=== Begin Enclosure ===
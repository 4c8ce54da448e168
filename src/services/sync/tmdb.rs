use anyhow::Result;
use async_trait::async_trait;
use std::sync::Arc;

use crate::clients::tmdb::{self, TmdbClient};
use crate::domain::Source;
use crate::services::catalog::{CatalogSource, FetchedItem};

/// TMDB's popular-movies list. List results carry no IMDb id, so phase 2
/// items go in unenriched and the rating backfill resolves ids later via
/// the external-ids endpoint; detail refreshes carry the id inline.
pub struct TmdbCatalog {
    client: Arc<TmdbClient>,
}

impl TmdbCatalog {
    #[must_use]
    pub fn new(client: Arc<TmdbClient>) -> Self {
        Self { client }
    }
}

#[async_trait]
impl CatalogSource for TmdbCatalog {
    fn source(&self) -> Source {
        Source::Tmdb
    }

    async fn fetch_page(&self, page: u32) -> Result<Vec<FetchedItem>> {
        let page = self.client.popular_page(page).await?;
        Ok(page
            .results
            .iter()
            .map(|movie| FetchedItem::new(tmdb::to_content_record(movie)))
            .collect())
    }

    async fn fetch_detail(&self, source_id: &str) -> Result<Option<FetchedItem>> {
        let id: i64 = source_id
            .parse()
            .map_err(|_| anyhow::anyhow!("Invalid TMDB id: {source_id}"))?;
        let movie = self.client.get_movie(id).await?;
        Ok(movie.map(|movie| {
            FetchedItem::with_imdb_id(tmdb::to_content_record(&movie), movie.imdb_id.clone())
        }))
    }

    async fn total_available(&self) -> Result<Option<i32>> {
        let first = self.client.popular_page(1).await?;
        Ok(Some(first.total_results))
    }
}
=== End Enclosure ===
=== Begin Enclosure ===
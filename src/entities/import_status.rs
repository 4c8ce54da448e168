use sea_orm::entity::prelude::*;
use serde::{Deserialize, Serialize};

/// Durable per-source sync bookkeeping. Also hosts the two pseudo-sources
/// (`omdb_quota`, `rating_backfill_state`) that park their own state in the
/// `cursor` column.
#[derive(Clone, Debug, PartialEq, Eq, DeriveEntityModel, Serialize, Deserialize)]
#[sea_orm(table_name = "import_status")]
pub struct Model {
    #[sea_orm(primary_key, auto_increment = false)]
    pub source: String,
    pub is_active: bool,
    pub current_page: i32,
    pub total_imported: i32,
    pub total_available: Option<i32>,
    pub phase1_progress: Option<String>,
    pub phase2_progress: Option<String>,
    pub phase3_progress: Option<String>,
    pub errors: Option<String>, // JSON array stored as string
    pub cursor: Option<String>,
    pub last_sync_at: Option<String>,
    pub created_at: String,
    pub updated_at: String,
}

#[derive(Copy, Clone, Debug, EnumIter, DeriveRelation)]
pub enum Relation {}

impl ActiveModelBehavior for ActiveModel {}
=== End Enclosure ===
=== Begin Enclosure ===
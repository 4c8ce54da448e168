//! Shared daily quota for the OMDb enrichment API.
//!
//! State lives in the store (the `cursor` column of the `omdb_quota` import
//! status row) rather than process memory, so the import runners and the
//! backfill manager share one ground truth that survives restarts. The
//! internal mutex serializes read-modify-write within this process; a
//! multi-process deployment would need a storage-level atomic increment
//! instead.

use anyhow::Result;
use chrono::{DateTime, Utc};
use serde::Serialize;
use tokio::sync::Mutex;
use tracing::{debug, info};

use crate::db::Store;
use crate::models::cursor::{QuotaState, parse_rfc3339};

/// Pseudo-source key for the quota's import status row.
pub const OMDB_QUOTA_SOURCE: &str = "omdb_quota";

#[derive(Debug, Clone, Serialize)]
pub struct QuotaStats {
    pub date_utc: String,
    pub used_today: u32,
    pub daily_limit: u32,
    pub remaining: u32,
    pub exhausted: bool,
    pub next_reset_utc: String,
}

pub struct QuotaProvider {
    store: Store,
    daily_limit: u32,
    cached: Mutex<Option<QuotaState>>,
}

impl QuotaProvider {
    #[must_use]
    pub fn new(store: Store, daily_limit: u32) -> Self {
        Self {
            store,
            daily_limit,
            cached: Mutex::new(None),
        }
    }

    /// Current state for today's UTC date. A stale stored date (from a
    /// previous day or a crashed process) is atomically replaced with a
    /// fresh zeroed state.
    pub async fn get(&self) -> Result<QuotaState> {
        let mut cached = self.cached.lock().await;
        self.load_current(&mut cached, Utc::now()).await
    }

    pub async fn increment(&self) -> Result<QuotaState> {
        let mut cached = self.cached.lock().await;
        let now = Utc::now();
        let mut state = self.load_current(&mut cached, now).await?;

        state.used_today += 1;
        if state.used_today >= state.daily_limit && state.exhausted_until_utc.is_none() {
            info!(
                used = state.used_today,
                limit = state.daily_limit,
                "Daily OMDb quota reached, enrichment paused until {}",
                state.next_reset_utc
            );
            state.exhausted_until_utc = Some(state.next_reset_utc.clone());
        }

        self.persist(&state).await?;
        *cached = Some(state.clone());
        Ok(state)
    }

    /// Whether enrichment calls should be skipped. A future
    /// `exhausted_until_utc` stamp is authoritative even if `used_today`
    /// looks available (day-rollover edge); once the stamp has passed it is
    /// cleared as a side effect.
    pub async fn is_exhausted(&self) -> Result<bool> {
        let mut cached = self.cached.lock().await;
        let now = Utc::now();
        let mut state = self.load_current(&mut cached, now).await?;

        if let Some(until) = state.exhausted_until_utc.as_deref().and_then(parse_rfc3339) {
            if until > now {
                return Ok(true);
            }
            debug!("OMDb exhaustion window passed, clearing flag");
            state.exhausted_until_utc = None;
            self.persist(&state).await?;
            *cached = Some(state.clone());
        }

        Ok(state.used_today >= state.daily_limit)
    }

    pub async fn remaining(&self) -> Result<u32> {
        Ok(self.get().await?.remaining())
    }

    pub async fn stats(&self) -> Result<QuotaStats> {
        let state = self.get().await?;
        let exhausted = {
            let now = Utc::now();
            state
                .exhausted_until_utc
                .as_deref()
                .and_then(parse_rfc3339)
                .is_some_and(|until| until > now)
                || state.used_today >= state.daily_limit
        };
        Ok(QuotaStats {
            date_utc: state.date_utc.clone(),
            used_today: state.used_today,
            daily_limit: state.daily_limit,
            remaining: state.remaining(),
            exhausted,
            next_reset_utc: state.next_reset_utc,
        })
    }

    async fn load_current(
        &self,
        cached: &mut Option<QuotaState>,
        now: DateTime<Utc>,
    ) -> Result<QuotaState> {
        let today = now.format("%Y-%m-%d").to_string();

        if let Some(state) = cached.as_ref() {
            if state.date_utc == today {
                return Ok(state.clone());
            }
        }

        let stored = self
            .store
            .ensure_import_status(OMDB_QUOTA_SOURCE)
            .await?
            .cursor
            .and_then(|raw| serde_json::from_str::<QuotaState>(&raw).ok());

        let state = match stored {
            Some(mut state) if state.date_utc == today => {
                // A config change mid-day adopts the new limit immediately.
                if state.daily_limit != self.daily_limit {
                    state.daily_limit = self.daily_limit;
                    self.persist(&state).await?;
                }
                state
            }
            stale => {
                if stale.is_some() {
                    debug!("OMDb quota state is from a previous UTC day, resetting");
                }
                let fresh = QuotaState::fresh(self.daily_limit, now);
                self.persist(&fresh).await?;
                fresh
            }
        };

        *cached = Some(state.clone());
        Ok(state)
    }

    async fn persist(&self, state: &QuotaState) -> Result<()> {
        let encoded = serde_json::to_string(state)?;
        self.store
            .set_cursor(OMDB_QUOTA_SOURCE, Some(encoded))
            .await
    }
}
=== End Enclosure ===
:: About this task ::
The answer must be the number of lines in the records where the string "impl" is found, stated alone.

:: Result of the exercise ::
4